Now if any of the friends had received the letter B then this would not be true. Because all words containing B have only ONE vowel.
So Remove the words with B and then we are left with:
SOON SEND SINE NINE NOSE SEEN NONE DONE DINE NOON (note that only one word has ONE vowel, rest all have TWO)
Stage 2:Again Ajit says "no one knows how many vowels in chosen word"
in this reduced set notice that all words with O or I have two vowels each. So if anyone had an O or an I, Ajit would have been wrong. So no one had an O or an I and so we can also further drop all the words with an O or an I. That would leave :
SEND SEEN
Now at this stage if anyone had a D  he would have known what the chosen word was.
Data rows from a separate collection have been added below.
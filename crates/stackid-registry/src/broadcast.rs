//! Name-registry broadcasts
//!
//! Zone file updates and name transfers are PUT to the local registry node,
//! authorized with the core API password and signed off by the owner key of
//! the identity that holds the name.

use futures::future::join_all;
use serde::{Deserialize, Serialize};
use serde_json::json;
use stackid_core::DerivedKeypair;
use std::collections::BTreeMap;
use std::sync::Arc;

use crate::config::{OwnerKeySource, RegistryConfig};
use crate::error::BroadcastError;
use crate::transport::{HttpRequest, HttpTransport};

/// Progress of the latest broadcast for a name
#[derive(Debug, Clone, PartialEq, Eq, Serialize, Deserialize)]
#[serde(tag = "status", content = "reason", rename_all = "snake_case")]
pub enum BroadcastStatus {
    Broadcasting,
    Broadcasted,
    BroadcastError(String),
}

impl BroadcastStatus {
    pub fn from_result(result: &Result<(), BroadcastError>) -> Self {
        match result {
            Ok(()) => BroadcastStatus::Broadcasted,
            Err(e) => BroadcastStatus::BroadcastError(e.to_string()),
        }
    }
}

/// Per-name broadcast status
#[derive(Debug, Clone, PartialEq, Eq, Serialize, Deserialize, Default)]
pub struct NameBroadcasts {
    pub by_name: BTreeMap<String, BroadcastStatus>,
}

impl NameBroadcasts {
    pub fn new() -> Self {
        Self::default()
    }

    pub fn apply(&self, name: &str, status: BroadcastStatus) -> NameBroadcasts {
        let mut next = self.clone();
        next.by_name.insert(name.to_string(), status);
        next
    }

    pub fn status(&self, name: &str) -> Option<&BroadcastStatus> {
        self.by_name.get(name)
    }
}

/// Operation to publish for a name
#[derive(Debug, Clone, PartialEq, Eq)]
pub enum NameOperation {
    ZoneFileUpdate { zone_file: String },
    Transfer { new_owner_address: String },
}

#[derive(Debug, Clone)]
pub struct BroadcastRequest {
    pub name: String,
    pub keypair: DerivedKeypair,
    pub operation: NameOperation,
}

pub struct Broadcaster {
    config: RegistryConfig,
    transport: Arc<dyn HttpTransport>,
}

impl Broadcaster {
    pub fn new(config: RegistryConfig, transport: Arc<dyn HttpTransport>) -> Self {
        Self { config, transport }
    }

    /// Owner key as the registry node expects it
    pub fn owner_key(&self, name: &str, keypair: &DerivedKeypair) -> Result<String, BroadcastError> {
        let format = &self.config.owner_key;
        if hex::decode(&format.suffix_hex).is_err() {
            return Err(BroadcastError::OwnerKey {
                name: name.to_string(),
                reason: format!("suffix {:?} is not hex", format.suffix_hex),
            });
        }
        let key = match format.source {
            OwnerKeySource::PublicKey => keypair.public_key.as_str(),
            OwnerKeySource::PrivateKey => keypair
                .private_key
                .as_ref()
                .map(|k| k.as_str())
                .ok_or_else(|| BroadcastError::OwnerKey {
                    name: name.to_string(),
                    reason: "identity is locked".into(),
                })?,
        };
        Ok(format!("{}{}", key, format.suffix_hex))
    }

    pub async fn broadcast_zone_file_update(
        &self,
        name: &str,
        keypair: &DerivedKeypair,
        zone_file: &str,
    ) -> Result<(), BroadcastError> {
        let body = json!({
            "owner_key": self.owner_key(name, keypair)?,
            "zonefile": zone_file,
        });
        self.put(name, self.config.zone_file_url(name), body).await
    }

    pub async fn broadcast_name_transfer(
        &self,
        name: &str,
        keypair: &DerivedKeypair,
        new_owner_address: &str,
    ) -> Result<(), BroadcastError> {
        let body = json!({
            "owner_key": self.owner_key(name, keypair)?,
            "owner": new_owner_address,
        });
        self.put(name, self.config.transfer_url(name), body).await
    }

    pub async fn broadcast(&self, request: &BroadcastRequest) -> Result<(), BroadcastError> {
        match &request.operation {
            NameOperation::ZoneFileUpdate { zone_file } => {
                self.broadcast_zone_file_update(&request.name, &request.keypair, zone_file)
                    .await
            }
            NameOperation::Transfer { new_owner_address } => {
                self.broadcast_name_transfer(&request.name, &request.keypair, new_owner_address)
                    .await
            }
        }
    }

    /// Broadcast for several names concurrently, returning the updated
    /// statuses and each name's result in request order
    pub async fn broadcast_all(
        &self,
        statuses: &NameBroadcasts,
        requests: &[BroadcastRequest],
    ) -> (NameBroadcasts, Vec<(String, Result<(), BroadcastError>)>) {
        let mut next = statuses.clone();
        for request in requests {
            next = next.apply(&request.name, BroadcastStatus::Broadcasting);
        }

        let results = join_all(requests.iter().map(|r| self.broadcast(r))).await;
        let results: Vec<(String, Result<(), BroadcastError>)> = requests
            .iter()
            .map(|r| r.name.clone())
            .zip(results)
            .collect();

        for (name, result) in &results {
            next = next.apply(name, BroadcastStatus::from_result(result));
        }
        (next, results)
    }

    async fn put(&self, name: &str, url: String, body: serde_json::Value) -> Result<(), BroadcastError> {
        let password = self
            .config
            .core_api_password
            .as_deref()
            .ok_or_else(|| BroadcastError::MissingApiPassword {
                name: name.to_string(),
            })?;

        log::info!("Broadcasting {} to {}", name, url);
        let response = self
            .transport
            .send(HttpRequest::put_json(url, body).bearer(password))
            .await
            .map_err(|source| BroadcastError::Transport {
                name: name.to_string(),
                source,
            })?;

        if response.is_success() {
            log::info!("Broadcast for {} accepted", name);
            Ok(())
        } else {
            let reason = response.error_message();
            log::error!("Broadcast for {} rejected: {}", name, reason);
            Err(BroadcastError::Rejected {
                name: name.to_string(),
                status: response.status,
                reason,
            })
        }
    }
}
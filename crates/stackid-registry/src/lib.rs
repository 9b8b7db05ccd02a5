//! StackID Registry
//!
//! Everything that talks to the name registry and its storage:
//!
//! - [`ProfileResolver`]: address → name → zone file → verified profile
//! - [`ProofValidator`]: social proof checks, scored by [`TrustPolicy`]
//! - [`Broadcaster`]: zone file updates and name transfers
//! - [`WalletClient`]: balances and core-wallet withdrawals
//!
//! All network access goes through [`HttpTransport`].
//!
//! # Example
//!
//! ```ignore
//! use stackid_registry::{ProfileResolver, RegistryConfig, ReqwestTransport};
//! use std::sync::Arc;
//! use std::time::Duration;
//!
//! let transport = Arc::new(ReqwestTransport::new(Duration::from_secs(30))?);
//! let resolver = ProfileResolver::new(RegistryConfig::default(), transport);
//! let batch = resolver.resolve_for_addresses(&ledger.identity.addresses).await;
//! let book = book.apply_all(batch.into_updates())?;
//! ```

pub mod broadcast;
pub mod config;
pub mod error;
pub mod profile;
pub mod proofs;
pub mod resolver;
pub mod transport;
pub mod trust;
pub mod wallet;
pub mod zonefile;

pub use broadcast::{BroadcastRequest, BroadcastStatus, Broadcaster, NameBroadcasts, NameOperation};
pub use config::{OwnerKeyFormat, OwnerKeySource, ProofMode, RegistryConfig};
pub use error::{BroadcastError, LookupError, ProofCheckError, TransportError, WalletError};
pub use profile::{extract_profile, sign_profile, verify_token, ProfileError};
pub use proofs::{validator_for, LocalProofChecker, ProofService, ProofValidator};
pub use resolver::{AddressResolution, NameRecord, Ownership, ProfileResolver, ResolutionBatch, ResolvedProfile};
pub use transport::{HttpRequest, HttpResponse, HttpTransport, Method, ReqwestTransport};
pub use trust::{trust_level, TrustPolicy};
pub use wallet::WalletClient;
pub use zonefile::{make_zone_file, parse_zone_file, ZoneFile, ZoneFileError};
So that meant each of 4 friends had letters S, E, N among themselves.
Also at this point the 4 wise friends (supposing each exactly knew how long it would take the others to figure out the above), after a wait could have concluded that none had D and so the word would have been SEEN. Perhaps they were keeping quiet because they were not asked OR they wanted the confirmation to come from Ajit  which he provided with his next statement
Stage 3: Ajit who knew that choice had shortened to SEND and SEEN, stated again "none knows how many vowels". This would hold true if the friends had only the letters S,E,N among themselves.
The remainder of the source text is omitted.